Interesante, razonó él. Un buen retrato de la isla resumido con sensatez y brevedad. Y ahora, señor Calafat, vaya al grano, si no le importa. Su mandato mental, por fin, encontró respuesta.

—Por eso le propongo entrar como accionista en esta empresa. Porque usted es mexicano. O español mexicanizado como me ha explicado, tanto me da. Pero su fortuna proviene de México y allá pretende usted regresar, a una nación hermana e independiente, y eso es lo que de verdad me importa.

—Disculpe mi ignorancia, pero sigo sin comprender la razón.

—Porque si yo a usted le tiendo ahora una mano acá y le incluyo en mis negocios, amigo mío, estoy seguro de que usted me la tenderá a mí allá si alguna vez las cosas se ponen turbias en esta isla y tengo que expandirme hacia otros territorios.

—No está la situación en México ahora mismo para grandes inversiones, si me permite aclararle.

—Lo sé de sobra. Pero en algún momento se encauzará. Y ustedes tienen riquezas gigantescas por explotar aún. Por eso le propongo que se sume a nuestra empresa. Hoy por ti, y mañana por mí, como dice el refrán.

Décadas de guerra civil, las arcas del Estado llenas de telarañas, agrias tensiones con las potencias europeas. Ése era en realidad el panorama que había dejado atrás en su patria de adopción. Pero no insistió. Si el banquero anticipaba un porvenir más luminoso, no era él quién para abrirle los ojos a costa de su propio perjuicio.

—¿Cuándo cree usted que podría comenzarse a obtener réditos en el asunto del barco de carne congelada? —preguntó entonces reconduciendo la conversación hacia su lado más pragmático—. Perdone mi franqueza, pero desconozco de momento el tiempo que me quedaré en Cuba y antes de nada necesitaría contar con esa previsión.

—Unos tres meses hasta que recibamos el primer cargamento.
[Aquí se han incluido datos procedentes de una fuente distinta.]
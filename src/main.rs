use std::io::{self, BufRead};
use std::sync::atomic::{AtomicBool, Ordering};
use std::sync::Arc;
use std::thread;
use std::time::Duration;

use clap::Parser;
use colored::*;
use tracing::{info, warn};

use rusty_expressions::args::Args;
use rusty_expressions::camera::{self, CameraSource};
use rusty_expressions::commands::{self, Command, ControlReply};
use rusty_expressions::config::AppConfig;
use rusty_expressions::logging;
use rusty_expressions::mesh::FaceMeshModel;
use rusty_expressions::model::DecisionTreeTrainer;
use rusty_expressions::output::{self, MjpegWriter, WindowOutput, MULTIPART_CONTENT_TYPE};
use rusty_expressions::overlay::FramePainter;
use rusty_expressions::pipeline::{self, FramePipeline, PipelineExit, PipelineOptions};
use rusty_expressions::store::ArtifactStore;
use rusty_expressions::studio::{Studio, StudioSettings};
use rusty_expressions::types::MESH_POINTS;

const FRAME_WAIT: Duration = Duration::from_millis(50);

fn main() -> anyhow::Result<()> {
    let args = Args::parse();
    logging::init(&args.log_level)?;

    if args.list {
        return camera::list_cameras();
    }

    // 0. Config
    let mut config = AppConfig::load(&args.config)?;
    args.apply(&mut config);

    // 1. Shared state
    let store = ArtifactStore::new(
        &config.storage.data_dir,
        &config.storage.dataset_file,
        &config.storage.model_file,
    )?;
    let studio = Arc::new(Studio::new(
        store,
        Box::new(DecisionTreeTrainer::new(config.training.tree_params())),
        StudioSettings {
            points: MESH_POINTS,
            split: config.training.split(),
            stall_timeout: config.capture.stall_timeout(),
        },
    ));
    if studio.store().has_dataset() {
        info!(
            "Found a saved dataset at {}; 'load data' brings it back into memory",
            studio.store().dataset_path().display()
        );
    }

    // 2. Frame pipeline: camera and models are opened on the pipeline thread
    let (sink, frames) = output::frame_channel();
    let pipeline_config = config.clone();
    let handle = pipeline::spawn(Arc::clone(&studio), move |studio| {
        let cfg = pipeline_config;
        let camera = CameraSource::new(cfg.camera.index, cfg.camera.width, cfg.camera.height)?;
        let mesh = FaceMeshModel::new(
            &cfg.models.face_mesh,
            &cfg.models.face_detection,
            cfg.models.detection_threshold,
        )?;
        let painter = FramePainter::new(
            cfg.ui.show_mesh,
            &cfg.ui.mesh_color_hex,
            cfg.ui.mesh_dot_size,
            &cfg.ui.font_family,
            cfg.ui.font_size_pt,
        );
        let options = PipelineOptions {
            mirror: cfg.camera.mirror,
            jpeg_quality: cfg.ui.jpeg_quality,
        };
        Ok(FramePipeline::new(studio, camera, mesh, painter, sink, options))
    })?;

    // 3. Operator console
    let quit = Arc::new(AtomicBool::new(false));
    spawn_console(Arc::clone(&studio), Arc::clone(&quit))?;
    println!("{}", "Type 'help' for commands.".cyan());

    // 4. Outputs
    let mut window = if config.ui.show_window {
        Some(WindowOutput::new(
            "Rusty Expressions",
            config.camera.width.max(1) as usize,
            config.camera.height.max(1) as usize,
        )?)
    } else {
        None
    };
    let mut mjpeg = match &args.mjpeg {
        Some(path) => {
            info!("Writing {} stream to {}", MULTIPART_CONTENT_TYPE, path.display());
            Some(MjpegWriter::create(path)?)
        }
        None => None,
    };

    // 5. Loop
    while !quit.load(Ordering::Relaxed) {
        if let Some(win) = &window {
            if !win.is_open() || win.is_key_down(minifb::Key::Escape) {
                break;
            }
        }

        match frames.next_frame(FRAME_WAIT) {
            Ok(Some(frame)) => {
                if let Some(win) = window.as_mut() {
                    if let Err(e) = win.show(&frame) {
                        warn!("Dropping preview frame: {:#}", e);
                    }
                }
                if let Some(writer) = mjpeg.as_mut() {
                    writer.write_frame(&frame)?;
                }
            }
            Ok(None) => {
                if let Some(win) = window.as_mut() {
                    win.pump();
                }
            }
            Err(_) => break,
        }
    }

    let exit = handle.stop();
    if let Some(writer) = mjpeg {
        let frames = writer.frames();
        writer.into_inner()?;
        info!(frames, "MJPEG stream closed");
    }
    match exit {
        PipelineExit::Stopped => println!("{}", "Stopped.".green()),
        PipelineExit::Failed(reason) => println!("{}", format!("Pipeline failed: {}", reason).red()),
    }
    Ok(())
}

fn spawn_console(studio: Arc<Studio>, quit: Arc<AtomicBool>) -> io::Result<()> {
    thread::Builder::new().name("console".to_string()).spawn(move || {
        for line in io::stdin().lock().lines() {
            let Ok(line) = line else { break };
            let command = match commands::parse(&line) {
                Ok(Some(command)) => command,
                Ok(None) => continue,
                Err(e) => {
                    print_reply(&ControlReply::failed(&e));
                    continue;
                }
            };

            if command == Command::Quit {
                quit.store(true, Ordering::Relaxed);
                break;
            }
            if command.is_blocking() {
                // keep the console free for 'abort' and 'status' while capturing
                let studio = Arc::clone(&studio);
                let spawned = thread::Builder::new()
                    .name("capture".to_string())
                    .spawn(move || print_reply(&commands::execute(&studio, &command)));
                if let Err(e) = spawned {
                    warn!("Failed to start capture worker: {}", e);
                }
                continue;
            }
            print_reply(&commands::execute(&studio, &command));
        }
    })?;
    Ok(())
}

fn print_reply(reply: &ControlReply) {
    if reply.success {
        println!("{}", reply.message.green());
    } else {
        println!("{}", reply.message.red());
    }
    if let Some(accuracy) = reply.accuracy {
        println!("{}", format!("Accuracy: {:.2}%", accuracy * 100.0).yellow());
    }
}
use std::path::PathBuf;

use clap::Parser;

use crate::config::{AppConfig, DEFAULT_PATH};

#[derive(Parser, Debug)]
#[command(author, version, about, long_about = None)]
pub struct Args {
    /// Camera index (overrides config)
    #[arg(short, long)]
    pub cam_index: Option<u32>,

    /// Mirror the camera image (overrides config)
    #[arg(long)]
    pub mirror: Option<bool>,

    /// Path of the JSON config file
    #[arg(long, default_value = DEFAULT_PATH)]
    pub config: PathBuf,

    /// Directory holding the dataset CSV and the trained model
    #[arg(long)]
    pub data_dir: Option<String>,

    /// Run without the preview window
    #[arg(long, default_value_t = false)]
    pub headless: bool,

    /// Append the annotated stream to this file as multipart MJPEG
    #[arg(long)]
    pub mjpeg: Option<PathBuf>,

    /// Default log level when RUST_LOG is not set
    #[arg(long, default_value = "info")]
    pub log_level: String,

    /// List available cameras
    #[arg(long)]
    pub list: bool,
}

impl Args {
    /// Fold command line overrides into the loaded config.
    pub fn apply(&self, config: &mut AppConfig) {
        if let Some(index) = self.cam_index {
            config.camera.index = index;
        }
        if let Some(mirror) = self.mirror {
            config.camera.mirror = mirror;
        }
        if let Some(dir) = &self.data_dir {
            config.storage.data_dir = dir.clone();
        }
        if self.headless {
            config.ui.show_window = false;
        }
    }
}

#[cfg(test)]
mod tests {
    use super::*;

    #[test]
    fn overrides_only_what_was_given() {
        let args = Args::parse_from(["rusty-expressions", "--cam-index", "3", "--headless", "--mirror", "false"]);
        let mut config = AppConfig::default();
        args.apply(&mut config);

        assert_eq!(config.camera.index, 3);
        assert!(!config.camera.mirror);
        assert!(!config.ui.show_window);
        assert_eq!(config.storage, AppConfig::default().storage);
        assert_eq!(args.config, PathBuf::from("config.json"));
    }
}
//! Directory backend seam.
//!
//! A [`DirectoryBackend`] opens [`DirectoryContext`]s bound to either the
//! machine account database or a domain directory. Every backend call
//! returns a raw [`BackendFault`] on failure; callers translate it through
//! [`fault::translate`] right next to the call.

mod context;
pub mod fault;
pub mod memory;

use std::fmt;

pub use context::ResolutionContext;
pub use fault::{BackendFault, FaultSite};
pub use memory::MemoryDirectory;

use crate::{
    models::{ObjectKind, Principal, PrincipalDetails},
    sid::SecurityIdentifier,
};

/// Which store a context is bound to.
#[derive(Debug, Clone, PartialEq, Eq, Hash)]
pub enum ContextScope {
    Machine,
    /// `None` binds to the machine's primary domain.
    Domain { name: Option<String> },
}

impl ContextScope {
    pub fn kind(&self) -> ScopeKind {
        match self {
            Self::Machine => ScopeKind::Machine,
            Self::Domain { .. } => ScopeKind::Domain,
        }
    }
}

impl fmt::Display for ContextScope {
    fn fmt(&self, f: &mut fmt::Formatter<'_>) -> fmt::Result {
        match self {
            Self::Machine => write!(f, "machine"),
            Self::Domain { name: Some(name) } => write!(f, "domain '{name}'"),
            Self::Domain { name: None } => write!(f, "domain"),
        }
    }
}

#[derive(Debug, Clone, Copy, PartialEq, Eq, Hash)]
pub enum ScopeKind {
    Machine,
    Domain,
}

/// A principal as stored by the backend.
#[derive(Debug, Clone, PartialEq, Eq)]
pub struct BackendRecord {
    pub sid: SecurityIdentifier,
    pub name: String,
    /// Backend object class (`user`, `group`, `computer`, ...).
    pub object_class: String,
    pub details: PrincipalDetails,
}

impl BackendRecord {
    pub fn kind(&self) -> ObjectKind {
        ObjectKind::from_object_class(&self.object_class)
    }

    /// Project the record into an unclassified principal.
    pub fn into_principal(self) -> Principal {
        let kind = self.kind();
        let principal = Principal::resolved(Some(self.name), self.sid, kind);
        match self.details {
            PrincipalDetails::None => principal,
            details => principal.with_details(details),
        }
    }
}

/// Input for creating a principal. The backend assigns the SID.
#[derive(Debug, Clone, PartialEq, Eq)]
pub struct NewRecord {
    pub name: String,
    pub kind: ObjectKind,
    pub details: PrincipalDetails,
}

/// Raw search filter.
#[derive(Debug, Clone, Default, PartialEq, Eq)]
pub struct SearchFilter {
    pub kind: Option<ObjectKind>,
    /// Case-insensitive name prefix.
    pub name_prefix: Option<String>,
}

impl SearchFilter {
    pub fn kind(kind: ObjectKind) -> Self {
        Self {
            kind: Some(kind),
            name_prefix: None,
        }
    }

    pub fn matches(&self, record: &BackendRecord) -> bool {
        if let Some(kind) = self.kind
            && record.kind() != kind
        {
            return false;
        }
        match &self.name_prefix {
            Some(prefix) => record
                .name
                .to_lowercase()
                .starts_with(&prefix.to_lowercase()),
            None => true,
        }
    }
}

/// Opens contexts against the identity stores of this host.
pub trait DirectoryBackend: Send + Sync {
    fn open_context(&self, scope: &ContextScope) -> Result<Box<dyn DirectoryContext>, BackendFault>;
}

/// An open connection to one identity store.
///
/// Dropping the context releases the underlying connection.
pub trait DirectoryContext: Send {
    fn scope(&self) -> &ContextScope;

    /// Find a principal by SID. `Ok(None)` when the store has no such SID.
    fn find_by_sid(&self, sid: &SecurityIdentifier) -> Result<Option<BackendRecord>, BackendFault>;

    /// Find a principal by exact (case-insensitive) name.
    fn find_by_name(&self, name: &str) -> Result<Option<BackendRecord>, BackendFault>;

    fn search(&self, filter: &SearchFilter) -> Result<Vec<BackendRecord>, BackendFault>;

    /// Open a cursor over the direct members of a group.
    fn open_member_cursor(
        &self,
        group: &SecurityIdentifier,
    ) -> Result<Box<dyn MemberCursor + '_>, BackendFault>;

    fn is_member(
        &self,
        group: &SecurityIdentifier,
        member: &SecurityIdentifier,
    ) -> Result<bool, BackendFault>;

    /// Add a member and persist the group.
    fn add_member(
        &self,
        group: &SecurityIdentifier,
        member: &SecurityIdentifier,
    ) -> Result<(), BackendFault>;

    /// Remove a member and persist the group.
    fn remove_member(
        &self,
        group: &SecurityIdentifier,
        member: &SecurityIdentifier,
    ) -> Result<(), BackendFault>;

    fn create(&self, record: NewRecord) -> Result<BackendRecord, BackendFault>;

    /// Replace the kind-specific attributes of a principal.
    fn update(
        &self,
        sid: &SecurityIdentifier,
        details: PrincipalDetails,
    ) -> Result<BackendRecord, BackendFault>;

    fn rename(&self, sid: &SecurityIdentifier, new_name: &str)
    -> Result<BackendRecord, BackendFault>;

    fn delete(&self, sid: &SecurityIdentifier) -> Result<(), BackendFault>;
}

/// Explicitly stepped cursor over group members.
///
/// `advance` moves to the next slot even when it fails, so a caller may
/// skip the faulted slot and advance again.
pub trait MemberCursor {
    /// Move to the next member. `Ok(false)` when exhausted.
    fn advance(&mut self) -> Result<bool, BackendFault>;

    /// Translate the member at the current position.
    fn current(&self) -> Result<BackendRecord, BackendFault>;
}

#[cfg(test)]
mod tests {
    use super::*;
    use crate::models::{GroupAttributes, UserAttributes};

    fn record(name: &str, class: &str) -> BackendRecord {
        BackendRecord {
            sid: "S-1-5-21-1-2-3-1001".parse().unwrap(),
            name: name.into(),
            object_class: class.into(),
            details: PrincipalDetails::None,
        }
    }

    #[test]
    fn test_filter_matches_kind_and_prefix() {
        let filter = SearchFilter {
            kind: Some(ObjectKind::User),
            name_prefix: Some("AL".into()),
        };
        assert!(filter.matches(&record("alice", "user")));
        assert!(!filter.matches(&record("alice", "group")));
        assert!(!filter.matches(&record("bob", "user")));
        assert!(SearchFilter::default().matches(&record("PC01$", "computer")));
    }

    #[test]
    fn test_into_principal_keeps_details() {
        let mut user = record("alice", "User");
        user.details = PrincipalDetails::User(UserAttributes {
            description: Some("Build engineer".into()),
            ..Default::default()
        });
        let principal = user.into_principal();
        assert_eq!(principal.kind(), ObjectKind::User);
        assert_eq!(principal.description(), Some("Build engineer"));

        let computer = record("PC01$", "computer").into_principal();
        assert_eq!(computer.kind(), ObjectKind::Other);

        let group = record("Engineering", "group").into_principal();
        assert_eq!(group.group(), Some(&GroupAttributes::default()));
    }

    #[test]
    fn test_scope_display() {
        assert_eq!(ContextScope::Machine.to_string(), "machine");
        assert_eq!(
            ContextScope::Domain {
                name: Some("CORP".into())
            }
            .to_string(),
            "domain 'CORP'"
        );
        assert_eq!(ContextScope::Domain { name: None }.kind(), ScopeKind::Domain);
    }
}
Tres meses y medio quizá, dependiendo de la mar. Por lo demás, todo está listo: la maquinaria montada, los permisos concedidos…

Tres meses, tres y medio. Justo lo que necesitaba para hacer frente al primer plazo de su deuda. A su memoria acudió Tadeo Carrús, consumido y cicatero, rogando a la Virgen de Guadalupe que le concediera vida para poder contemplar su derrumbe. Y Dimas, el hijo tronchado, contando los balcones de su casa en medio de la noche. Y Nico, deambulando por Europa o a punto de regresar.

—Y ¿de qué beneficio estamos hablando, don Julián?

—Estime multiplicar por cinco lo invertido.

Estuvo a punto de bramar un cuente conmigo, viejo. Aquello podría ser su salida definitiva. Su salvación. El proyecto parecía prometedor y solvente; Calafat también. Y el plazo, el justo para cobrar y volver a México. Los números y las fechas seguían bailándole desenfrenados en la cabeza mientras la voz de su apoderado volvía a tronar de lejos. Soborna a un funcionario de los muelles para que te dé un soplo sobre algún cargamento, métete en el contrabando si hace falta; peores cosas hicimos tú y yo en otros tiempos, cuando trampeábamos como demonios con el azogue para las minas. Pero no pretendas arrastrar contigo a una mujer a la que apenas conoces a espaldas de su marido, cabrón. No juegues con fuego, por Dios.